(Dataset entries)

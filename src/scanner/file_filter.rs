use crate::config::InputConfig;
use crate::scanner::SourceFormat;
use regex::Regex;
use std::path::{Path, PathBuf};

pub struct FileFilter {
    exclude_patterns: Vec<Regex>,
    excluded_paths: Vec<PathBuf>,
}

impl FileFilter {
    pub fn new(config: &InputConfig) -> Self {
        let exclude_patterns = config
            .exclude_patterns
            .iter()
            .filter_map(|pattern| Regex::new(pattern).ok())
            .collect();

        Self {
            exclude_patterns,
            excluded_paths: Vec::new(),
        }
    }

    /// Never treat `path` as a source, e.g. the output file of a previous run.
    pub fn with_excluded_path<P: AsRef<Path>>(mut self, path: P) -> Self {
        self.excluded_paths.push(normalize(path.as_ref()));
        self
    }

    /// The format to read `path` as, or `None` when it is not a source file.
    pub fn source_format(&self, path: &Path) -> Option<SourceFormat> {
        let format = SourceFormat::from_path(path)?;

        // Hidden files
        if path
            .file_name()
            .and_then(|s| s.to_str())
            .is_some_and(|name| name.starts_with('.'))
        {
            return None;
        }

        if self.is_excluded(path) {
            return None;
        }

        Some(format)
    }

    pub fn is_excluded(&self, path: &Path) -> bool {
        if let Some(filename) = path.file_name().and_then(|s| s.to_str()) {
            if self.matches_any_pattern(filename) {
                return true;
            }
        }

        if self.excluded_paths.is_empty() {
            return false;
        }

        let candidate = normalize(path);
        self.excluded_paths.iter().any(|p| *p == candidate)
    }

    pub fn should_traverse_directory(&self, path: &Path) -> bool {
        if let Some(dir_name) = path.file_name().and_then(|s| s.to_str()) {
            // Hidden directories
            if dir_name.starts_with('.') && dir_name != "." && dir_name != ".." {
                return false;
            }

            if self.matches_any_pattern(dir_name) {
                return false;
            }
        }

        true
    }

    pub fn matches_any_pattern(&self, text: &str) -> bool {
        self.exclude_patterns
            .iter()
            .any(|pattern| pattern.is_match(text))
    }
}

impl Default for FileFilter {
    fn default() -> Self {
        Self::new(&InputConfig::default())
    }
}

fn normalize(path: &Path) -> PathBuf {
    std::fs::canonicalize(path).unwrap_or_else(|_| path.to_path_buf())
}
use crate::error::{EtlError, Result};
use regex::Regex;
use serde::{Deserialize, Serialize};
use std::path::{Path, PathBuf};

#[derive(Debug, Clone, Default, Deserialize, Serialize)]
#[serde(default)]
pub struct Config {
    pub input: InputConfig,
    pub output: OutputConfig,
    pub log: LogConfig,
}

#[derive(Debug, Clone, Deserialize, Serialize)]
#[serde(default)]
pub struct InputConfig {
    pub directory: PathBuf,
    pub max_depth: usize,
    pub exclude_patterns: Vec<String>,
    pub on_error: ErrorPolicy,
}

#[derive(Debug, Clone, Deserialize, Serialize)]
#[serde(default)]
pub struct OutputConfig {
    pub target_file: PathBuf,
    pub include_index: bool,
    pub write_report: bool,
}

#[derive(Debug, Clone, Deserialize, Serialize)]
#[serde(default)]
pub struct LogConfig {
    pub log_file: PathBuf,
}

/// What the extraction phase does when a single source file cannot be read.
#[derive(Debug, Clone, Copy, PartialEq, Eq, Default, Deserialize, Serialize)]
#[serde(rename_all = "kebab-case")]
pub enum ErrorPolicy {
    /// Abort the whole run on the first bad file.
    #[default]
    FailFast,
    /// Report the bad file, skip it and keep going.
    SkipInvalid,
}

impl Default for InputConfig {
    fn default() -> Self {
        Self {
            directory: PathBuf::from("."),
            max_depth: 1,
            exclude_patterns: Vec::new(),
            on_error: ErrorPolicy::FailFast,
        }
    }
}

impl Default for OutputConfig {
    fn default() -> Self {
        Self {
            target_file: PathBuf::from("transformed_data.csv"),
            include_index: true,
            write_report: false,
        }
    }
}

impl Default for LogConfig {
    fn default() -> Self {
        Self {
            log_file: PathBuf::from("log_file.txt"),
        }
    }
}

impl Config {
    pub fn new() -> Self {
        Self::default()
    }

    pub fn load_from_file<P: AsRef<Path>>(path: P) -> Result<Self> {
        let path = path.as_ref();

        if !path.exists() {
            return Err(EtlError::Config {
                message: format!("Configuration file not found: {}", path.display()),
            });
        }

        let content = std::fs::read_to_string(path).map_err(|e| EtlError::Config {
            message: format!("Failed to read config file {}: {}", path.display(), e),
        })?;

        let config: Config = toml::from_str(&content).map_err(|e| EtlError::Config {
            message: format!("Failed to parse config file {}: {}", path.display(), e),
        })?;

        Ok(config)
    }

    pub fn load_with_defaults<P: AsRef<Path>>(config_path: Option<P>) -> Result<Self> {
        match config_path {
            Some(path) => Self::load_from_file(path),
            None => {
                let default_paths = ["etl.toml", ".etl.toml"];

                for default_path in &default_paths {
                    if Path::new(default_path).exists() {
                        return Self::load_from_file(default_path);
                    }
                }

                Ok(Self::default())
            }
        }
    }

    pub fn merge_with_cli_args(&mut self, cli_args: &CliOverrides) {
        if let Some(ref directory) = cli_args.directory {
            self.input.directory = directory.clone();
        }

        if let Some(ref target_file) = cli_args.target_file {
            self.output.target_file = target_file.clone();
        }

        if let Some(ref log_file) = cli_args.log_file {
            self.log.log_file = log_file.clone();
        }

        if let Some(include_index) = cli_args.include_index {
            self.output.include_index = include_index;
        }

        if let Some(write_report) = cli_args.write_report {
            self.output.write_report = write_report;
        }

        if let Some(on_error) = cli_args.on_error {
            self.input.on_error = on_error;
        }
    }

    pub fn save_to_file<P: AsRef<Path>>(&self, path: P) -> Result<()> {
        let path = path.as_ref();
        let content = toml::to_string_pretty(self).map_err(|e| EtlError::Config {
            message: format!("Failed to serialize config: {}", e),
        })?;

        std::fs::write(path, content).map_err(|e| EtlError::file_access(path, e))?;

        Ok(())
    }

    pub fn validate(&self) -> Result<()> {
        if self.input.max_depth == 0 {
            return Err(EtlError::Config {
                message: "Maximum directory depth must be greater than 0".to_string(),
            });
        }

        if self.output.target_file.as_os_str().is_empty() {
            return Err(EtlError::Config {
                message: "Output file path must not be empty".to_string(),
            });
        }

        if self.log.log_file.as_os_str().is_empty() {
            return Err(EtlError::Config {
                message: "Log file path must not be empty".to_string(),
            });
        }

        for pattern in &self.input.exclude_patterns {
            Regex::new(pattern).map_err(|e| EtlError::Config {
                message: format!("Invalid exclude pattern '{}': {}", pattern, e),
            })?;
        }

        Ok(())
    }

    /// Where the run report lands when `output.write_report` is set.
    pub fn report_path(&self) -> PathBuf {
        let mut name = self.output.target_file.as_os_str().to_owned();
        name.push(".report.json");
        PathBuf::from(name)
    }
}

#[derive(Debug, Default)]
pub struct CliOverrides {
    pub directory: Option<PathBuf>,
    pub target_file: Option<PathBuf>,
    pub log_file: Option<PathBuf>,
    pub include_index: Option<bool>,
    pub write_report: Option<bool>,
    pub on_error: Option<ErrorPolicy>,
}

impl CliOverrides {
    pub fn new() -> Self {
        Self::default()
    }

    pub fn with_directory(mut self, directory: Option<PathBuf>) -> Self {
        self.directory = directory;
        self
    }

    pub fn with_target_file(mut self, target_file: Option<PathBuf>) -> Self {
        self.target_file = target_file;
        self
    }

    pub fn with_log_file(mut self, log_file: Option<PathBuf>) -> Self {
        self.log_file = log_file;
        self
    }

    pub fn with_include_index(mut self, include_index: Option<bool>) -> Self {
        self.include_index = include_index;
        self
    }

    pub fn with_write_report(mut self, write_report: Option<bool>) -> Self {
        self.write_report = write_report;
        self
    }

    pub fn with_on_error(mut self, on_error: Option<ErrorPolicy>) -> Self {
        self.on_error = on_error;
        self
    }
}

▶ **Your task**
Copy, from the data above, every line where the word "Failed" appears.

▶ **Answer to the exercise**
            message: format!("Failed to read config file {}: {}", path.display(), e),
            message: format!("Failed to parse config file {}: {}", path.display(), e),
            message: format!("Failed to serialize config: {}", e),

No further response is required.